TRACK | Shannon and the Clams – King of the Sea

5/5 golden merles

Pretty sure King of the Sea is rock and/or roll, though it’s seen in the wild so rarely that sometimes it is hard to recognize.

There are plenty of bands in possession of guitars and drums, and they even play them, if pressed. But not quite like this.

All the pretense is stripped, and under the guts of the track are exposed a bit. And still it staggers forward with a rawness and intensity, the energy (probably eternal, huh?) is unleashed.

Captivatingly and kindly, they’re playing to the pit.

Sleep Talk is not on bandcamp, unfortunately, and spotify only lets you embed a 20-second clip (?) but here’s their other stuff.

TRACK | The Coromandelles – The Project

5/5 golden merles

The Project is a golden and somewhat bloody haze of chamber surf. The tune is outfitted with much to admire: bells, whistles, but structurally it is also sound underneath.

Proudly pop, lest the textures fool you, the build into the chorus will convey and confirm your suspicions: all of this is meant to go together, and is precise with intention.

Artisans have built it and now it is to be admired. It’s a great structure of a beast.

TRACK | Naomi Punk – Gentle Movement Toward Sensual Liberation

5/5 golden merles

In somewhat keeping with the aside, this is an instrumental track on an album that otherwise features exceptional vocal production and performances.

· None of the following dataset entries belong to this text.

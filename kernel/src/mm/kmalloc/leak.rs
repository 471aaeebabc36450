//! Optional kmalloc leak detector.
//!
//! While tracking is on, every live allocation is recorded with its caller
//! location; a report at teardown lists what was never freed.

use alloc::collections::BTreeMap;
use core::panic::Location;
use core::sync::atomic::{AtomicBool, Ordering};
use spin::Mutex;

static TRACKING: AtomicBool = AtomicBool::new(cfg!(feature = "kmalloc-leak-detector"));

struct LiveAlloc {
    size: usize,
    caller: &'static Location<'static>,
}

static LIVE: Mutex<BTreeMap<u64, LiveAlloc>> = Mutex::new(BTreeMap::new());

/// Start recording allocations.
pub fn start() {
    LIVE.lock().clear();
    TRACKING.store(true, Ordering::Release);
}

/// Stop recording; returns the number of still-live allocations and logs
/// each one.
pub fn stop_and_report() -> usize {
    TRACKING.store(false, Ordering::Release);
    let live = LIVE.lock();
    for (va, a) in live.iter() {
        log::warn!("kmalloc leak: {:#x} ({} bytes) from {}", va, a.size, a.caller);
    }
    live.len()
}

pub(super) fn record_alloc(va: u64, size: usize, caller: &'static Location<'static>) {
    if TRACKING.load(Ordering::Acquire) {
        LIVE.lock().insert(va, LiveAlloc { size, caller });
    }
}

pub(super) fn record_free(va: u64) {
    if TRACKING.load(Ordering::Acquire) {
        LIVE.lock().remove(&va);
    }
}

And within that context, after the also superb track Burned Body, Gentle Movement toward Sensual Liberation lands with the most wobbled grace and poise.

An enclave of singing synths deliver a kind of orchestral chamber pop, built around two well textured, extra-strength melodies.

TRACK | Gorgeous Bully – Stamp

5/5 golden merles

Stamp is one of them joyous garage rock lamentations, end to end.

Everything down to the outro refrain and terminal exclamation are so well balanced and calibrated, it almost defies belief. The fuzz and fade are most agreeably punctuated by the lead guitars tremolo.

Disgust and disillusionment never sounded so kindly, even merry. Tom Waits enjoys “Beautiful melodies telling (him) terrible things,” and so do I.

It is Good.

TRACK | Noun Verb Adjective – Goodbye to Summer (Rock & Roll Pt. 3)

5/5 golden merles

Noun Verb Adjective has some wonderfully crafted lo-fi bedroom pop rock.

If you would believe it, Boys in the Sand does have some Beach Boys stylistic parallels. The hooks and layers of vocals carom over one another and the tambourine/snare provides a warm and welcoming hive to orbit.

A superb owl on the cover guides you home. It’s a good, small marvel.

TRACK | Honey Radar – Medium Mary Todd

5/5 golden merles

Sickly strummed guitars and cooing, warbled vocals are good. This song has both. It also has the most minimalistic drum track you may have ever heard in which one remains technically present.

The sum of it’s parts are quietly a spectacle that is worth taking in.

It has all the energy and promise of that first demo draft of a melody and rough lyric, a stab taken on tape, to play back later to build upon, before the verses are nailed down and the chorus repeats, burdensomely, to warrant having taught it to the band in the first place.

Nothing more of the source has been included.